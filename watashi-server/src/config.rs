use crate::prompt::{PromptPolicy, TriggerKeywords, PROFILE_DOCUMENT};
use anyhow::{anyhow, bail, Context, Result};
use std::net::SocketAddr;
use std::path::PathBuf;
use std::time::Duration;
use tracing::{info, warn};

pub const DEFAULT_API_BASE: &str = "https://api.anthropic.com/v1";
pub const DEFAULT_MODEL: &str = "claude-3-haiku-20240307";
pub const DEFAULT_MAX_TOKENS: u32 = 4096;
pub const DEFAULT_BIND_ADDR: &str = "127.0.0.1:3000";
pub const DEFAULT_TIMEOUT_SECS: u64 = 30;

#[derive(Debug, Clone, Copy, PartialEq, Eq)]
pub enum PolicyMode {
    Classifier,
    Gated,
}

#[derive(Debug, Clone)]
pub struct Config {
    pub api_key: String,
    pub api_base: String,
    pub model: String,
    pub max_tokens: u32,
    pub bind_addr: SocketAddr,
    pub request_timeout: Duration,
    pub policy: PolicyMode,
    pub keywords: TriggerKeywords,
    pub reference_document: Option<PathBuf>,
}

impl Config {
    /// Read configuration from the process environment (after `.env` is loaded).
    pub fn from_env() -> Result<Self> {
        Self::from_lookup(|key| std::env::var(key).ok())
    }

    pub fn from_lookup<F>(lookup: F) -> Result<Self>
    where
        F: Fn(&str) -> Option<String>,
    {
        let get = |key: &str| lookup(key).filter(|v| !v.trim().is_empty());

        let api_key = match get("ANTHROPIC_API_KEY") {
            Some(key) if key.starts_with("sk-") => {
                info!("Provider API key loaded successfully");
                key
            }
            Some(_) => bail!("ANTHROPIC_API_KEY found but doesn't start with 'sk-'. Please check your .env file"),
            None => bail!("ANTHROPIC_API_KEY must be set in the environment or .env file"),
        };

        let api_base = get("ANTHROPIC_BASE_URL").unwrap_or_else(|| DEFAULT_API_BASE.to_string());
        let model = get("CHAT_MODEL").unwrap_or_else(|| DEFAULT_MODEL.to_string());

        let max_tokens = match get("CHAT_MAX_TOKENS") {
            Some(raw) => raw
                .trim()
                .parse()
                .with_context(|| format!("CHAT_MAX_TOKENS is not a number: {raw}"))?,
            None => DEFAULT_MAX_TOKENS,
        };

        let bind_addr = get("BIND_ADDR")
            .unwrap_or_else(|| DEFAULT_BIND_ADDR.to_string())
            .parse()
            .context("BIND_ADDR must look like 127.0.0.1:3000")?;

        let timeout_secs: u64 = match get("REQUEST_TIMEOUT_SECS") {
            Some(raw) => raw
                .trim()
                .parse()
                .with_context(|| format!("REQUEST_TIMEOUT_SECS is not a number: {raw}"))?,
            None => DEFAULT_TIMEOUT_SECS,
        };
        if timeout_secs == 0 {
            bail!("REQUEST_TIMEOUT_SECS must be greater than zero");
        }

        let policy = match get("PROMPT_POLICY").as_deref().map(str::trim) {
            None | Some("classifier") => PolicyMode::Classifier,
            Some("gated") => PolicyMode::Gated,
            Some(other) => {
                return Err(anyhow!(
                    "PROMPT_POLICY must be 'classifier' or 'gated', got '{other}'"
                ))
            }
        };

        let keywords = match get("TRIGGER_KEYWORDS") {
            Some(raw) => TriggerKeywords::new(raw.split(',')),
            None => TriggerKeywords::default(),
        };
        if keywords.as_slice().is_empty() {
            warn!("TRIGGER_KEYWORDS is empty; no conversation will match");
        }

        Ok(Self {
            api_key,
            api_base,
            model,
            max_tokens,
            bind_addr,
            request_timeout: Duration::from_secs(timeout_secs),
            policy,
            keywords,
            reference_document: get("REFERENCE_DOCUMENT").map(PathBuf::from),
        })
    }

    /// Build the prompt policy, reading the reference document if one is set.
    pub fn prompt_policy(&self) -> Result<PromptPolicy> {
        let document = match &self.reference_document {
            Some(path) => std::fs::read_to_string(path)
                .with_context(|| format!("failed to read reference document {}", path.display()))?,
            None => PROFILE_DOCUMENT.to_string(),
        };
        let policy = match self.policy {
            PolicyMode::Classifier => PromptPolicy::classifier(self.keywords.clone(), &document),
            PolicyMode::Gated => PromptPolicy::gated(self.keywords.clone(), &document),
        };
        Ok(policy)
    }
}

---

Write out the records exactly, starting at the first line and stopping after the line that contains "pub const DEFAULT_API_BASE: &str".

■ Response:
filename watashi-server/src/config.rs
use crate::prompt::{PromptPolicy, TriggerKeywords, PROFILE_DOCUMENT};
use anyhow::{anyhow, bail, Context, Result};
use std::net::SocketAddr;
use std::path::PathBuf;
use std::time::Duration;
use tracing::{info, warn};

pub const DEFAULT_API_BASE: &str = "https://api.anthropic.com/v1";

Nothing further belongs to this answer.